WORK TO COMPLETE
Within the data below, copy each line where the string "ActionLog" is found.

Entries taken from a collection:
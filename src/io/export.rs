use anyhow::Result;
use chrono::{DateTime, Utc};
use serde::{Deserialize, Serialize};
use std::io::Write;

use crate::application::LoanLedger;
use crate::domain::{LoanOffer, LoanRequest, current_timestamp, format_amount};

/// Full ledger snapshot for JSON export
#[derive(Debug, Clone, Serialize, Deserialize)]
#[serde(rename_all = "camelCase")]
pub struct LedgerSnapshot {
    pub version: String,
    #[serde(with = "chrono::serde::ts_milliseconds")]
    pub exported_at: DateTime<Utc>,
    pub offers: Vec<LoanOffer>,
    pub requests: Vec<LoanRequest>,
}

/// Exporter for converting the loan book to CSV or JSON
pub struct Exporter<'a> {
    ledger: &'a LoanLedger,
}

impl<'a> Exporter<'a> {
    pub fn new(ledger: &'a LoanLedger) -> Self {
        Self { ledger }
    }

    /// Export all offers to CSV format
    pub async fn export_offers_csv<W: Write>(&self, writer: W) -> Result<usize> {
        let offers = self.ledger.offers().await;
        let mut csv_writer = csv::Writer::from_writer(writer);

        csv_writer.write_record([
            "id",
            "status",
            "lender",
            "borrower",
            "amount",
            "interest_rate",
            "duration_days",
            "created_at",
        ])?;

        for offer in &offers {
            csv_writer.write_record([
                offer.id.clone(),
                offer.status.to_string(),
                offer.lender.clone(),
                offer.borrower.clone().unwrap_or_default(),
                format_amount(offer.principal),
                offer.interest_rate.normalize().to_string(),
                offer.duration_days.to_string(),
                offer.created_at.to_rfc3339(),
            ])?;
        }

        csv_writer.flush()?;
        Ok(offers.len())
    }

    /// Export all requests to CSV format
    pub async fn export_requests_csv<W: Write>(&self, writer: W) -> Result<usize> {
        let requests = self.ledger.requests().await;
        let mut csv_writer = csv::Writer::from_writer(writer);

        csv_writer.write_record(["id", "status", "borrower", "amount", "purpose", "created_at"])?;

        for request in &requests {
            csv_writer.write_record([
                request.id.clone(),
                request.status.to_string(),
                request.borrower.clone(),
                format_amount(request.principal),
                request.purpose.clone(),
                request.created_at.to_rfc3339(),
            ])?;
        }

        csv_writer.flush()?;
        Ok(requests.len())
    }

    /// Export the whole book as a JSON snapshot
    pub async fn export_full_json<W: Write>(&self, writer: W) -> Result<LedgerSnapshot> {
        let (offers, requests) = self.ledger.snapshot().await;
        let snapshot = LedgerSnapshot {
            version: env!("CARGO_PKG_VERSION").to_string(),
            exported_at: current_timestamp(),
            offers,
            requests,
        };

        serde_json::to_writer_pretty(writer, &snapshot)?;
        Ok(snapshot)
    }
}
use chrono::{DateTime, Duration, Utc};
use rust_decimal::Decimal;

use super::{LoanOffer, LoanRequest};

// Well-known development accounts
const ACCOUNT_1: &str = "0xf39Fd6e51aad88F6F4ce6aB8827279cffFb92266";
const ACCOUNT_2: &str = "0x70997970C51812dc3A010C7d01b50e0d17dc79C8";
const ACCOUNT_3: &str = "0x3C44CdDdB6a900fa2b585dd299e03d12FA4293BC";
const ACCOUNT_4: &str = "0x90F79bf6EB2c4f870365E785982E1f101E93b906";

/// Demonstration requests written to an empty store: two pending asks.
pub fn demo_requests(now: DateTime<Utc>) -> Vec<LoanRequest> {
    vec![
        LoanRequest::new(
            ACCOUNT_1.into(),
            Decimal::new(5, 1),
            "Business expansion",
            now - Duration::hours(1),
        )
        .with_id("req-001"),
        LoanRequest::new(
            ACCOUNT_2.into(),
            Decimal::new(12, 1),
            "Home renovation",
            now - Duration::hours(2),
        )
        .with_id("req-002"),
    ]
}

/// Demonstration offers: one open listing and one loan already running.
pub fn demo_offers(now: DateTime<Utc>) -> Vec<LoanOffer> {
    vec![
        LoanOffer::new(
            ACCOUNT_3.into(),
            Decimal::new(20, 1),
            Decimal::from(5),
            30,
            now - Duration::days(1),
        )
        .with_id("loan-001"),
        LoanOffer::funded(
            ACCOUNT_4.into(),
            ACCOUNT_2.into(),
            Decimal::new(15, 1),
            Decimal::from(7),
            60,
            now - Duration::days(2),
        )
        .with_id("loan-002"),
    ]
}

#[cfg(test)]
mod tests {
    use super::*;
    use crate::domain::{OfferStatus, RequestStatus};

    #[test]
    fn test_demo_data_shape() {
        let now = Utc::now();
        let offers = demo_offers(now);
        let requests = demo_requests(now);

        assert_eq!(offers.len(), 2);
        assert_eq!(offers[0].status, OfferStatus::Open);
        assert!(offers[0].borrower.is_none());
        assert_eq!(offers[1].status, OfferStatus::Active);
        assert_eq!(offers[1].borrower.as_deref(), Some(ACCOUNT_2));

        assert_eq!(requests.len(), 2);
        assert!(requests.iter().all(|r| r.status == RequestStatus::Pending));
        assert_eq!(requests[1].principal.to_string(), "1.2");
    }
}
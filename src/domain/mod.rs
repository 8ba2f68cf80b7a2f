mod account;
mod market;
mod money;
mod offer;
mod request;
mod seed;
mod transition;

pub use account::*;
pub use market::*;
pub use money::*;
pub use offer::*;
pub use request::*;
pub use seed::*;
pub use transition::*;
// Allow dead_code because these helpers are used across different test files
// which are compiled separately
#![allow(dead_code)]

use std::sync::Arc;

use anyhow::Result;
use loanbook::identity::StaticIdentity;
use loanbook::notify::{Notice, RecordingNotifier};
use loanbook::{LedgerConfig, LoanLedger, MemoryStore, Store};
use tempfile::TempDir;

/// An empty in-memory book plus handles on its store and notifier.
pub struct TestBook {
    pub ledger: LoanLedger,
    pub store: Arc<MemoryStore>,
    pub notifier: Arc<RecordingNotifier>,
}

impl TestBook {
    /// A handle acting as `account` on the shared book.
    pub fn as_account(&self, account: &str) -> LoanLedger {
        self.ledger
            .for_identity(Arc::new(StaticIdentity::new(account)))
    }

    /// A handle with no connected account.
    pub fn anonymous(&self) -> LoanLedger {
        self.ledger.for_identity(Arc::new(StaticIdentity::anonymous()))
    }

    pub fn drain_notices(&self) -> Vec<Notice> {
        self.notifier.drain()
    }
}

/// Helper to create an empty, unseeded book on a memory store
pub async fn test_book() -> Result<TestBook> {
    let store = Arc::new(MemoryStore::new());
    test_book_on(store).await
}

/// Helper to open an unseeded book on a prepared memory store
pub async fn test_book_on(store: Arc<MemoryStore>) -> Result<TestBook> {
    let notifier = Arc::new(RecordingNotifier::new());
    let ledger = LoanLedger::open(
        store.clone() as Arc<dyn Store>,
        Arc::new(StaticIdentity::anonymous()),
        notifier.clone(),
        LedgerConfig::default().without_seed(),
    )
    .await?;
    Ok(TestBook {
        ledger,
        store,
        notifier,
    })
}

/// Helper to open a ledger on a SQLite file in a temporary directory
pub async fn sqlite_ledger(
    temp_dir: &TempDir,
    account: &str,
    config: LedgerConfig,
) -> Result<LoanLedger> {
    let db_path = temp_dir.path().join("loanbook.db");
    let ledger = LoanLedger::open_sqlite(
        db_path.to_str().unwrap(),
        Arc::new(StaticIdentity::new(account)),
        Arc::new(RecordingNotifier::new()),
        config,
    )
    .await?;
    Ok(ledger)
}
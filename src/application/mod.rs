// Application layer: the loan ledger service and its error type.
// Clients (the CLI, a UI, tests) go through `LoanLedger` only.

pub mod error;
pub mod service;

pub use error::*;
pub use service::*;
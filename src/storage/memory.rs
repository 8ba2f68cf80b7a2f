use std::collections::HashMap;
use std::sync::Mutex;
use std::sync::atomic::{AtomicBool, Ordering};

use anyhow::{Result, anyhow, bail};
use async_trait::async_trait;

use super::Store;

/// In-process store. Writes can be switched to fail, which is how callers
/// exercise persistence-failure handling.
#[derive(Default)]
pub struct MemoryStore {
    entries: Mutex<HashMap<String, String>>,
    fail_writes: AtomicBool,
}

impl MemoryStore {
    pub fn new() -> Self {
        Self::default()
    }

    /// Pre-populate a key.
    pub fn with_entry(mut self, key: impl Into<String>, value: impl Into<String>) -> Self {
        if let Ok(entries) = self.entries.get_mut() {
            entries.insert(key.into(), value.into());
        }
        self
    }

    /// Make every subsequent write fail (or succeed again).
    pub fn set_fail_writes(&self, fail: bool) {
        self.fail_writes.store(fail, Ordering::SeqCst);
    }

    fn check_writable(&self) -> Result<()> {
        if self.fail_writes.load(Ordering::SeqCst) {
            bail!("store rejected write");
        }
        Ok(())
    }
}

#[async_trait]
impl Store for MemoryStore {
    async fn load(&self, key: &str) -> Result<Option<String>> {
        let entries = self
            .entries
            .lock()
            .map_err(|_| anyhow!("memory store lock poisoned"))?;
        Ok(entries.get(key).cloned())
    }

    async fn save(&self, key: &str, value: &str) -> Result<()> {
        self.check_writable()?;
        let mut entries = self
            .entries
            .lock()
            .map_err(|_| anyhow!("memory store lock poisoned"))?;
        entries.insert(key.to_string(), value.to_string());
        Ok(())
    }

    async fn save_all(&self, batch: &[(String, String)]) -> Result<()> {
        self.check_writable()?;
        let mut entries = self
            .entries
            .lock()
            .map_err(|_| anyhow!("memory store lock poisoned"))?;
        for (key, value) in batch {
            entries.insert(key.clone(), value.clone());
        }
        Ok(())
    }
}
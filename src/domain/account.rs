use chrono::{DateTime, SubsecRound, Utc};
use uuid::Uuid;

/// Opaque account identifier supplied by the identity provider (e.g. a wallet address).
/// Identifiers are compared exactly.
pub type AccountId = String;

/// Returns the trimmed account, or `None` when it is blank.
pub fn normalize_account(account: &str) -> Option<AccountId> {
    let trimmed = account.trim();
    if trimmed.is_empty() {
        None
    } else {
        Some(trimmed.to_string())
    }
}

/// Current time truncated to the millisecond precision entities are persisted with.
pub fn current_timestamp() -> DateTime<Utc> {
    Utc::now().trunc_subsecs(3)
}

/// Generate an entity id of the form `<prefix>-<unix millis>-<8 hex chars>`.
pub fn generate_id(prefix: &str, now: DateTime<Utc>) -> String {
    let suffix = Uuid::new_v4().simple().to_string();
    format!("{}-{}-{}", prefix, now.timestamp_millis(), &suffix[..8])
}
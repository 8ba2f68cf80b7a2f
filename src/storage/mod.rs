mod memory;
mod repository;
mod sqlite;

use anyhow::Result;
use async_trait::async_trait;

pub use memory::*;
pub use repository::*;
pub use sqlite::*;

/// SQL migration for the key-value table
pub const MIGRATION_001_KV_STORE: &str = include_str!("migrations/001_kv_store.sql");

/// Durable key-value store the ledger reads at startup and writes after each mutation.
///
/// Values are opaque serialized collections. Implementations must be safe to
/// share between tasks.
#[async_trait]
pub trait Store: Send + Sync {
    /// Read a value, `None` if the key was never written.
    async fn load(&self, key: &str) -> Result<Option<String>>;

    /// Write a single value, replacing any previous one.
    async fn save(&self, key: &str, value: &str) -> Result<()>;

    /// Write several values so that either all of them or none become visible.
    async fn save_all(&self, entries: &[(String, String)]) -> Result<()>;
}
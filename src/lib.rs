//! Terminal table editor with row selection and linear undo/redo.
//!
//! Every gesture becomes a [`Command`] handled synchronously by [`App`].
//! Mutations go through [`RowMutator`], which records an [`Action`] in the
//! session's [`ActionLog`].

pub mod app;
pub mod command;
pub mod config;
pub mod history;
pub mod input;
pub mod logging;
pub mod mutator;
pub mod selection;
pub mod store;
pub mod table;
pub mod ui;

pub use app::App;
pub use command::Command;
pub use config::Config;
pub use history::{Action, ActionLog, ReplayError};
pub use mutator::RowMutator;
pub use selection::{ClickModifiers, Selection};
pub use table::{CellRef, Field, Row, RowContent, RowId, Table};
//! Maps terminal events to [`Command`]s.

use std::time::{Duration, Instant};

use crossterm::event::{
    Event, KeyCode, KeyEvent, KeyEventKind, KeyModifiers, MouseButton, MouseEvent, MouseEventKind,
};

use crate::app::{App, AppMode};
use crate::command::{Command, Direction};
use crate::selection::ClickModifiers;
use crate::table::Field;

/// Turns raw events into commands. Keeps the last click to detect
/// double-clicks, which the terminal does not report on its own.
pub struct InputDispatcher {
    double_click: Duration,
    last_click: Option<(Instant, usize, usize)>,
}

impl InputDispatcher {
    pub fn new(double_click: Duration) -> Self {
        Self {
            double_click,
            last_click: None,
        }
    }

    pub fn dispatch(&mut self, app: &App, event: Event, now: Instant) -> Option<Command> {
        match event {
            Event::Key(key) if key.kind != KeyEventKind::Release => command_for_key(app, key),
            Event::Mouse(mouse) => self.command_for_mouse(app, mouse, now),
            Event::Paste(text) if app.is_editing() => Some(Command::EditInsertStr(text)),
            _ => None,
        }
    }

    pub fn command_for_mouse(
        &mut self,
        app: &App,
        mouse: MouseEvent,
        now: Instant,
    ) -> Option<Command> {
        if mouse.kind != MouseEventKind::Down(MouseButton::Left) {
            return match mouse.kind {
                MouseEventKind::ScrollUp if !app.is_editing() => {
                    Some(Command::MoveCursor(Direction::Up))
                }
                MouseEventKind::ScrollDown if !app.is_editing() => {
                    Some(Command::MoveCursor(Direction::Down))
                }
                _ => None,
            };
        }

        let Some((row, col)) = app.grid.hit(mouse.column, mouse.row, app.table.len()) else {
            self.last_click = None;
            // Clicking outside the grid takes focus away from the edited cell.
            return app.is_editing().then_some(Command::CommitEdit);
        };

        let is_double = self.last_click.is_some_and(|(at, r, c)| {
            r == row && c == col && now.saturating_duration_since(at) <= self.double_click
        });
        if is_double {
            self.last_click = None;
            // Double-click on the derived `#` column edits nothing.
            return Field::from_column(col).map(|field| Command::BeginEdit { row, field });
        }
        self.last_click = Some((now, row, col));

        // The edited cell keeps focus when clicked again.
        if let Some(pending) = &app.pending_edit
            && app.table.id_at(row) == Some(pending.cell.row)
            && Field::from_column(col) == Some(pending.cell.field)
        {
            return None;
        }

        let modifiers = ClickModifiers {
            additive: mouse
                .modifiers
                .intersects(KeyModifiers::CONTROL | KeyModifiers::ALT | KeyModifiers::SUPER),
            range: mouse.modifiers.contains(KeyModifiers::SHIFT),
        };
        Some(Command::Select { row, modifiers })
    }
}

pub fn command_for_key(app: &App, key: KeyEvent) -> Option<Command> {
    match app.mode {
        AppMode::Normal => command_for_key_normal(app, key),
        AppMode::Editing { .. } => command_for_key_editing(key),
    }
}

fn command_for_key_normal(app: &App, key: KeyEvent) -> Option<Command> {
    let ctrl = key.modifiers.contains(KeyModifiers::CONTROL);
    let shift = key.modifiers.contains(KeyModifiers::SHIFT);

    if ctrl {
        return match key.code {
            KeyCode::Char('z') => Some(Command::Undo),
            KeyCode::Char('x') | KeyCode::Char('y') => Some(Command::Redo),
            KeyCode::Char('c') => Some(Command::Quit),
            KeyCode::Char(' ') => Some(select_cursor_row(app, ClickModifiers::ADDITIVE)),
            _ => None,
        };
    }

    let cmd = match key.code {
        KeyCode::Char('q') => Command::Quit,
        KeyCode::Char('?') => Command::ToggleHelp,
        KeyCode::Up if shift => Command::ExtendSelection(Direction::Up),
        KeyCode::Down if shift => Command::ExtendSelection(Direction::Down),
        KeyCode::Up | KeyCode::Char('k') => Command::MoveCursor(Direction::Up),
        KeyCode::Down | KeyCode::Char('j') => Command::MoveCursor(Direction::Down),
        KeyCode::Left | KeyCode::Char('h') | KeyCode::BackTab => {
            Command::MoveCursor(Direction::Left)
        }
        KeyCode::Right | KeyCode::Char('l') | KeyCode::Tab => {
            Command::MoveCursor(Direction::Right)
        }
        KeyCode::Char(' ') => select_cursor_row(app, ClickModifiers::NONE),
        KeyCode::Char('t') => select_cursor_row(app, ClickModifiers::ADDITIVE),
        KeyCode::Char('V') => select_cursor_row(app, ClickModifiers::RANGE),
        KeyCode::Enter | KeyCode::Char('e') | KeyCode::F(2) => {
            let cell = app.cursor_cell()?;
            Command::BeginEdit {
                row: app.sel_row,
                field: cell.field,
            }
        }
        KeyCode::Char('a') | KeyCode::Insert => Command::AddRow,
        KeyCode::Char('d') | KeyCode::Delete => Command::DeleteSelected,
        KeyCode::Char('u') => Command::Undo,
        KeyCode::Char('E') => Command::ExportCsv,
        _ => return None,
    };
    Some(cmd)
}

fn select_cursor_row(app: &App, modifiers: ClickModifiers) -> Command {
    Command::Select {
        row: app.sel_row,
        modifiers,
    }
}

fn command_for_key_editing(key: KeyEvent) -> Option<Command> {
    let cmd = match key.code {
        KeyCode::Enter | KeyCode::Tab => Command::CommitEdit,
        KeyCode::Esc => Command::CancelEdit,
        KeyCode::Backspace => Command::EditBackspace,
        KeyCode::Delete => Command::EditDelete,
        KeyCode::Left => Command::EditLeft,
        KeyCode::Right => Command::EditRight,
        KeyCode::Home => Command::EditHome,
        KeyCode::End => Command::EditEnd,
        // Undo/redo/quit run after the edit is committed; other control chars are ignored.
        KeyCode::Char(c) if key.modifiers.contains(KeyModifiers::CONTROL) => {
            return match c {
                'z' => Some(Command::Undo),
                'x' | 'y' => Some(Command::Redo),
                'c' => Some(Command::Quit),
                _ => None,
            };
        }
        KeyCode::Char(c) => Command::EditInsert(c),
        _ => return None,
    };
    Some(cmd)
}
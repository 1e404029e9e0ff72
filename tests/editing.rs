//! Inline cell editing: begin, commit on focus loss, cancel

mod common;

use common::{abc_app, edit};
use revenue_table::{ClickModifiers, Command, Field};

#[test]
fn test_unchanged_edit_records_nothing() {
    let mut app = abc_app();
    app.handle(Command::BeginEdit {
        row: 0,
        field: Field::Company,
    });
    app.handle(Command::CommitEdit);
    assert!(!app.log.can_undo());
    assert_eq!(app.status, "No changes");
}

#[test]
fn test_edit_back_to_original_records_nothing() {
    let mut app = abc_app();
    app.handle(Command::BeginEdit {
        row: 0,
        field: Field::Company,
    });
    app.handle(Command::EditInsert('x'));
    app.handle(Command::EditBackspace);
    app.handle(Command::CommitEdit);
    assert!(!app.log.can_undo());
}

#[test]
fn test_cancel_leaves_cell_untouched() {
    let mut app = abc_app();
    app.handle(Command::BeginEdit {
        row: 2,
        field: Field::Revenue,
    });
    app.handle(Command::EditInsert('0'));
    app.handle(Command::CancelEdit);
    assert_eq!(app.table.row_at(2).unwrap().revenue, "$3");
    assert!(!app.is_editing());
    assert!(!app.log.can_undo());
}

#[test]
fn test_focus_loss_commits_before_other_gestures() {
    let mut app = abc_app();
    app.handle(Command::BeginEdit {
        row: 1,
        field: Field::Company,
    });
    app.handle(Command::EditInsert('!'));
    app.handle(Command::Select {
        row: 0,
        modifiers: ClickModifiers::NONE,
    });
    assert!(!app.is_editing());
    assert_eq!(app.table.row_at(1).unwrap().company, "B!");
    assert_eq!(app.log.undo_len(), 1);
}

#[test]
fn test_undo_while_editing_commits_then_undoes() {
    let mut app = abc_app();
    app.handle(Command::BeginEdit {
        row: 0,
        field: Field::Company,
    });
    app.handle(Command::EditInsert('1'));
    app.handle(Command::Undo);
    assert_eq!(app.table.row_at(0).unwrap().company, "A");
    assert!(app.log.can_redo());
}

#[test]
fn test_begin_edit_on_other_cell_commits_first() {
    let mut app = abc_app();
    app.handle(Command::BeginEdit {
        row: 0,
        field: Field::Company,
    });
    app.handle(Command::EditInsert('a'));
    app.handle(Command::BeginEdit {
        row: 0,
        field: Field::Revenue,
    });
    assert_eq!(app.table.row_at(0).unwrap().company, "Aa");
    assert_eq!(app.edit_buffer, "$1");
    assert_eq!(app.log.undo_len(), 1);
}

#[test]
fn test_edit_of_missing_row_is_noop() {
    let mut app = abc_app();
    app.handle(Command::BeginEdit {
        row: 9,
        field: Field::Company,
    });
    assert!(!app.is_editing());
}

#[test]
fn test_repeated_edits_are_separate_undo_units() {
    let mut app = abc_app();
    edit(&mut app, 0, Field::Company, "A1");
    edit(&mut app, 0, Field::Company, "A2");
    app.handle(Command::Undo);
    assert_eq!(app.table.row_at(0).unwrap().company, "A1");
    app.handle(Command::Undo);
    assert_eq!(app.table.row_at(0).unwrap().company, "A");
}
use std::io;
use std::time::{Duration, Instant};

use anyhow::Result;
use clap::Parser;
use crossterm::{
    event::{
        self, DisableBracketedPaste, DisableMouseCapture, EnableBracketedPaste, EnableMouseCapture,
    },
    execute,
    terminal::{EnterAlternateScreen, LeaveAlternateScreen, disable_raw_mode, enable_raw_mode},
};
use ratatui::{backend::CrosstermBackend, prelude::*};
use tracing::{error, info};

use revenue_table::input::InputDispatcher;
use revenue_table::{ActionLog, App, Config, Table, logging, store, ui};

fn setup_terminal() -> Result<Terminal<CrosstermBackend<io::Stdout>>> {
    enable_raw_mode()?;
    let mut stdout = io::stdout();
    execute!(
        stdout,
        EnterAlternateScreen,
        EnableMouseCapture,
        EnableBracketedPaste
    )?;
    let backend = CrosstermBackend::new(stdout);
    let terminal = Terminal::new(backend)?;
    Ok(terminal)
}

fn restore_terminal(mut terminal: Terminal<CrosstermBackend<io::Stdout>>) -> Result<()> {
    disable_raw_mode()?;
    execute!(
        terminal.backend_mut(),
        LeaveAlternateScreen,
        DisableMouseCapture,
        DisableBracketedPaste
    )?;
    terminal.show_cursor()?;
    Ok(())
}

fn main() -> Result<()> {
    let config = Config::parse();

    if let Err(e) = logging::init(&config.log_dir()) {
        eprintln!("Warning: Could not initialize file logging: {e:#}");
    }

    let rows = match &config.db_path {
        Some(path) => store::load_rows(path, &config.table)?,
        None => store::demo_rows(),
    };
    info!(rows = rows.len(), history_limit = config.history_limit, "starting session");

    let mut app = App::new(
        Table::from_contents(rows),
        ActionLog::with_max_depth(config.history_limit),
        config.export_path.clone(),
    );
    let mut dispatcher = InputDispatcher::new(config.double_click());

    let mut terminal = setup_terminal()?;
    let res = run_app(&mut terminal, &mut app, &mut dispatcher);
    restore_terminal(terminal)?;
    if let Err(e) = res {
        error!(error = %e, "event loop failed");
        eprintln!("Error: {e:?}");
    }
    Ok(())
}

fn run_app(
    terminal: &mut Terminal<CrosstermBackend<io::Stdout>>,
    app: &mut App,
    dispatcher: &mut InputDispatcher,
) -> Result<()> {
    let tick_rate = Duration::from_millis(100);
    // Redraw only when state changes
    let mut dirty = true;
    loop {
        if app.should_quit {
            info!("quit requested");
            return Ok(());
        }

        if dirty {
            terminal.draw(|f| ui::draw(f, app))?;
            dirty = false;
        }

        if event::poll(tick_rate)? {
            let ev = event::read()?;
            if matches!(ev, event::Event::Resize(..)) {
                dirty = true;
            }
            // One gesture, one command, handled to completion before the next event
            if let Some(cmd) = dispatcher.dispatch(app, ev, Instant::now()) {
                app.handle(cmd);
                dirty = true;
            }
        }
    }
}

TASK RESULT
//! session's [`ActionLog`].
pub use history::{Action, ActionLog, ReplayError};
use revenue_table::{ActionLog, App, Config, Table, logging, store, ui};
        ActionLog::with_max_depth(config.history_limit),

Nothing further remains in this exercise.